Алим понял, старик ждет, что ему покажут пару семейных снимков, которые эти чокнутые американцы повсюду таскают с собой.
— Бумажник оставил в чемодане, — соврал он. — Жаль. Моя Дина — настоящая красавица. Завяжет рубаху узлом, наденет шорты — глаз не оторвать.
— Когда-то моя жена тоже носила шорты. — Джим Рональдс захихикал, видимо представив свою старушенцию в столь легкомысленном наряде. — Но это в прошлом. Вот… — Он сунул под нос Алиму раскрытый бумажник с прозрачным окошком, в которое был вставлен снимок целого семейства, улыбчиво скалящегося в объектив. Пришлось покивать головой и показать большой палец. — Я был в Кабуле у старшего сына, — доверительно произнес старик, щелкая желтым ногтем по фотокарточке. — Он служит там. Теперь лечу навестить младшего. У него бизнес в Джабуре.

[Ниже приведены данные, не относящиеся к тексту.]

// GPU device seam
//
// Every logical-device, swapchain and surface call the renderer makes goes
// through `GpuDevice`. `VulkanDevice` forwards to ash; tests plug in a
// recording stub. Create-info structs are ash's own, so components build
// them with the usual builders regardless of the backend behind the trait.

use anyhow::Result;
use ash::prelude::VkResult;
use ash::vk;

use super::swapchain::SurfaceSupport;

/// Where a buffer or image lives.
#[derive(Debug, Clone, Copy, PartialEq, Eq)]
pub enum MemoryUsage {
    /// Device-local, filled through a staging copy.
    DeviceLocal,
    /// Host-visible and coherent: writes need no flush.
    HostCoherent,
    /// Host-visible, not coherent: writes are flushed explicitly.
    HostVisible,
}

/// Queue families chosen for the device.
#[derive(Debug, Clone, Copy, PartialEq, Eq)]
pub struct QueueFamilyIndices {
    pub graphics: u32,
    pub present: u32,
}

impl QueueFamilyIndices {
    pub fn is_shared(&self) -> bool {
        self.graphics == self.present
    }
}

pub trait GpuDevice {
    // ── Queries ────────────────────────────────────────────────────────────
    fn limits(&self) -> vk::PhysicalDeviceLimits;
    fn queue_families(&self) -> QueueFamilyIndices;
    fn graphics_queue(&self) -> vk::Queue;
    fn present_queue(&self) -> vk::Queue;
    fn surface(&self) -> vk::SurfaceKHR;
    fn surface_support(&self) -> VkResult<SurfaceSupport>;
    fn format_properties(&self, format: vk::Format) -> vk::FormatProperties;

    // ── Queue operations ──────────────────────────────────────────────────
    fn wait_idle(&self) -> VkResult<()>;
    fn queue_wait_idle(&self, queue: vk::Queue) -> VkResult<()>;
    fn queue_submit(
        &self,
        queue: vk::Queue,
        submits: &[vk::SubmitInfo],
        fence: vk::Fence,
    ) -> VkResult<()>;

    // ── Swapchain ─────────────────────────────────────────────────────────
    fn create_swapchain(&self, info: &vk::SwapchainCreateInfoKHR) -> VkResult<vk::SwapchainKHR>;
    fn swapchain_images(&self, swapchain: vk::SwapchainKHR) -> VkResult<Vec<vk::Image>>;
    fn destroy_swapchain(&self, swapchain: vk::SwapchainKHR);
    fn acquire_next_image(
        &self,
        swapchain: vk::SwapchainKHR,
        timeout: u64,
        semaphore: vk::Semaphore,
    ) -> VkResult<(u32, bool)>;
    fn queue_present(&self, queue: vk::Queue, info: &vk::PresentInfoKHR) -> VkResult<bool>;

    // ── Memory-backed resources ───────────────────────────────────────────
    fn create_buffer(
        &self,
        size: vk::DeviceSize,
        usage: vk::BufferUsageFlags,
        memory: MemoryUsage,
    ) -> Result<vk::Buffer>;
    fn destroy_buffer(&self, buffer: vk::Buffer);
    /// Map, copy `data` at `offset`, flush when the memory is not coherent, unmap.
    fn write_buffer(&self, buffer: vk::Buffer, offset: vk::DeviceSize, data: &[u8]) -> Result<()>;
    fn create_image(&self, info: &vk::ImageCreateInfo, memory: MemoryUsage) -> Result<vk::Image>;
    fn destroy_image(&self, image: vk::Image);

    // ── Plain objects ─────────────────────────────────────────────────────
    fn create_image_view(&self, info: &vk::ImageViewCreateInfo) -> VkResult<vk::ImageView>;
    fn destroy_image_view(&self, view: vk::ImageView);
    fn create_render_pass(&self, info: &vk::RenderPassCreateInfo) -> VkResult<vk::RenderPass>;
    fn destroy_render_pass(&self, render_pass: vk::RenderPass);
    fn create_framebuffer(&self, info: &vk::FramebufferCreateInfo) -> VkResult<vk::Framebuffer>;
    fn destroy_framebuffer(&self, framebuffer: vk::Framebuffer);
    fn create_shader_module(&self, info: &vk::ShaderModuleCreateInfo)
        -> VkResult<vk::ShaderModule>;
    fn destroy_shader_module(&self, module: vk::ShaderModule);
    fn create_descriptor_set_layout(
        &self,
        info: &vk::DescriptorSetLayoutCreateInfo,
    ) -> VkResult<vk::DescriptorSetLayout>;
    fn destroy_descriptor_set_layout(&self, layout: vk::DescriptorSetLayout);
    fn create_pipeline_layout(
        &self,
        info: &vk::PipelineLayoutCreateInfo,
    ) -> VkResult<vk::PipelineLayout>;
    fn destroy_pipeline_layout(&self, layout: vk::PipelineLayout);
    fn create_graphics_pipeline(
        &self,
        info: &vk::GraphicsPipelineCreateInfo,
    ) -> VkResult<vk::Pipeline>;
    fn destroy_pipeline(&self, pipeline: vk::Pipeline);
    fn create_descriptor_pool(
        &self,
        info: &vk::DescriptorPoolCreateInfo,
    ) -> VkResult<vk::DescriptorPool>;
    fn destroy_descriptor_pool(&self, pool: vk::DescriptorPool);
    fn allocate_descriptor_sets(
        &self,
        info: &vk::DescriptorSetAllocateInfo,
    ) -> VkResult<Vec<vk::DescriptorSet>>;
    fn update_descriptor_sets(&self, writes: &[vk::WriteDescriptorSet]);
    fn create_sampler(&self, info: &vk::SamplerCreateInfo) -> VkResult<vk::Sampler>;
    fn destroy_sampler(&self, sampler: vk::Sampler);
    fn create_semaphore(&self) -> VkResult<vk::Semaphore>;
    fn destroy_semaphore(&self, semaphore: vk::Semaphore);
    fn create_command_pool(&self, info: &vk::CommandPoolCreateInfo) -> VkResult<vk::CommandPool>;
    fn destroy_command_pool(&self, pool: vk::CommandPool);
    fn allocate_command_buffers(
        &self,
        info: &vk::CommandBufferAllocateInfo,
    ) -> VkResult<Vec<vk::CommandBuffer>>;
    fn free_command_buffers(&self, pool: vk::CommandPool, buffers: &[vk::CommandBuffer]);

    // ── Command recording ─────────────────────────────────────────────────
    fn begin_command_buffer(
        &self,
        cmd: vk::CommandBuffer,
        info: &vk::CommandBufferBeginInfo,
    ) -> VkResult<()>;
    fn end_command_buffer(&self, cmd: vk::CommandBuffer) -> VkResult<()>;
    fn cmd_begin_render_pass(&self, cmd: vk::CommandBuffer, info: &vk::RenderPassBeginInfo);
    fn cmd_end_render_pass(&self, cmd: vk::CommandBuffer);
    fn cmd_bind_pipeline(&self, cmd: vk::CommandBuffer, pipeline: vk::Pipeline);
    fn cmd_bind_vertex_buffer(&self, cmd: vk::CommandBuffer, buffer: vk::Buffer);
    fn cmd_bind_index_buffer(&self, cmd: vk::CommandBuffer, buffer: vk::Buffer);
    fn cmd_bind_descriptor_set(
        &self,
        cmd: vk::CommandBuffer,
        layout: vk::PipelineLayout,
        set: vk::DescriptorSet,
        dynamic_offsets: &[u32],
    );
    fn cmd_draw_indexed(&self, cmd: vk::CommandBuffer, index_count: u32);
    fn cmd_copy_buffer(
        &self,
        cmd: vk::CommandBuffer,
        src: vk::Buffer,
        dst: vk::Buffer,
        size: vk::DeviceSize,
    );
    fn cmd_copy_buffer_to_image(
        &self,
        cmd: vk::CommandBuffer,
        src: vk::Buffer,
        dst: vk::Image,
        extent: vk::Extent2D,
    );
    fn cmd_image_barrier(
        &self,
        cmd: vk::CommandBuffer,
        src_stage: vk::PipelineStageFlags,
        dst_stage: vk::PipelineStageFlags,
        barrier: &vk::ImageMemoryBarrier,
    );
}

«У вас, американцев, везде бизнес», — подумал Алим с ненавистью, а вслух спросил:
— Понравился Кабул?
— О да. Красивый город. И мир. Это так здорово, когда мир, не правда ли?
— Конечно, — улыбнулся Алим, а про себя решил, что, если следующая акция будет проводиться против Америки, он примет в ней участие с особенным удовольствием. — Соединенные Штаты очень помогли нам.
— Это наш долг, — произнес старик.
Алим отдал пустую чашку стюардессе, сослался на головную боль и притворился спящим. Иначе он за себя не ручался. Так и подмывало впиться пальцами в неаккуратно выбритый кадык соседа и сдавить изо всех сил, чтобы не слышать больше глупой болтовни. «Велик Аллах, — подумал он, — но зачем он создал этот чванливый, бесполезный народ?»
И задремал, не ожидая ответа на свой вопрос.
Джабур Алима оглушил, ослепил и утомил, словно он долго катался на карусели под громкую музыку, безуспешно пытаясь уцепиться взглядом за окружающие детали. Повсюду сновали люди всех рас и возрастов, смеялись, ругались, спорили, торговались и просто делились впечатлениями. Среди них выделялись деловитые японские туристы, задавшиеся целью запечатлеть на фотоаппараты все, что попадало в объектив, хмельные россияне, самодовольные янки и бледные скандинавы, одетые так, словно прогуливались у себя во дворе.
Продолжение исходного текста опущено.